Division swap!
Monday, July 31st, 2006The map below shows the distance from Pittsburgh to all the cities with Major League Baseball teams in the National League Central and National League East divisions. Mileage was calculated using city-to-city driving directions with Google Maps.
The Pirates are in the Central division, but they quite clearly shouldn’t be.
To start, Pittsburgh is farther east than Atlanta. No other teams in Major League Baseball are similarly miscategorized. Every team in the AL West is farther west than every team in the AL Central, and every team in the AL Central is farther west than every team in the AL East. All NL West teams are appropriately western. Only the NL East and Central have this problem. Moving the Pirates to the NL East would solve it and restore geographical logic to the league.

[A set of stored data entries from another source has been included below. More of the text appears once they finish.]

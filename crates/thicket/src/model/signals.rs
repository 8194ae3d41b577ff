//! Change notifications emitted by the tree.

use thicket_core::Signal;

use super::check::CheckState;
use super::coordinate::{Coordinate, ItemRef};

/// Signals emitted by a [`HierarchicalIndexTree`](super::HierarchicalIndexTree).
///
/// All signals fire synchronously after the tree has reached a consistent
/// state, so slots observe post-cascade values. Coordinates carried by a
/// signal are valid only at the moment of emission.
#[derive(Debug, Default)]
pub struct TreeSignals {
    // -------------------------------------------------------------------------
    // Shape signals
    // -------------------------------------------------------------------------
    /// Emitted after a new group was appended. Args: group row.
    pub group_inserted: Signal<usize>,

    /// Emitted after a leaf was inserted, including the first leaf of a new
    /// group. Args: the leaf's coordinate.
    pub leaf_inserted: Signal<Coordinate>,

    /// Emitted after a group was removed together with its last leaf.
    /// Args: the row it occupied.
    pub group_removed: Signal<usize>,

    /// Emitted after a leaf was removed from a group that survives.
    /// Args: the coordinate it occupied.
    pub leaf_removed: Signal<Coordinate>,

    /// Emitted after the whole forest was cleared.
    pub reset: Signal<()>,

    // -------------------------------------------------------------------------
    // State signals
    // -------------------------------------------------------------------------
    /// Emitted when a node's displayed check state changes.
    /// Args: (node, new state)
    pub check_state_changed: Signal<(ItemRef, CheckState)>,

    /// Emitted when the set of selected leaves changes.
    /// Args: every selected leaf coordinate, row-major.
    pub selection_changed: Signal<Vec<Coordinate>>,

    /// Emitted when the current leaf changes.
    /// Args: (new, old)
    pub current_changed: Signal<(Option<Coordinate>, Option<Coordinate>)>,
}

impl TreeSignals {
    /// Creates a signal bundle with no connections.
    pub fn new() -> Self {
        Self::default()
    }

    /// Blocks or unblocks every signal in the bundle.
    pub fn set_blocked(&self, blocked: bool) {
        self.group_inserted.set_blocked(blocked);
        self.leaf_inserted.set_blocked(blocked);
        self.group_removed.set_blocked(blocked);
        self.leaf_removed.set_blocked(blocked);
        self.reset.set_blocked(blocked);
        self.check_state_changed.set_blocked(blocked);
        self.selection_changed.set_blocked(blocked);
        self.current_changed.set_blocked(blocked);
    }
}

Second, Pittsburgh is closer, on average, to NL East teams (mean: 556 miles; median: 370 miles) than to NL Central teams (mean: 662 miles; median: 551 miles). Surely some of the Pirates’ lackluster performance can be attributed to the unnecessarily long distances they have to travel between cities in their own division!
Third, the NL Central is the only MLB division with six teams. All others have five, except the AL West, which gets away with only four. No fair! The Wild Card is some consolation, but it’s certainly still easier to get to the playoffs by winning a four- or five-team division than a six-team division. NL Central teams deserve a break, and the Pirates, with their total inability to win games, are just the team to shift the burden. NL Central teams might appreciate the smaller division, and NL East teams would get an unthreatening punching bag to play with every few weeks. Everybody wins! (Of course, point three works under the assumption that the Braves would stay in the NL East.)
Fourth, I live in Washington and would like to see my hometown team come to RFK more often.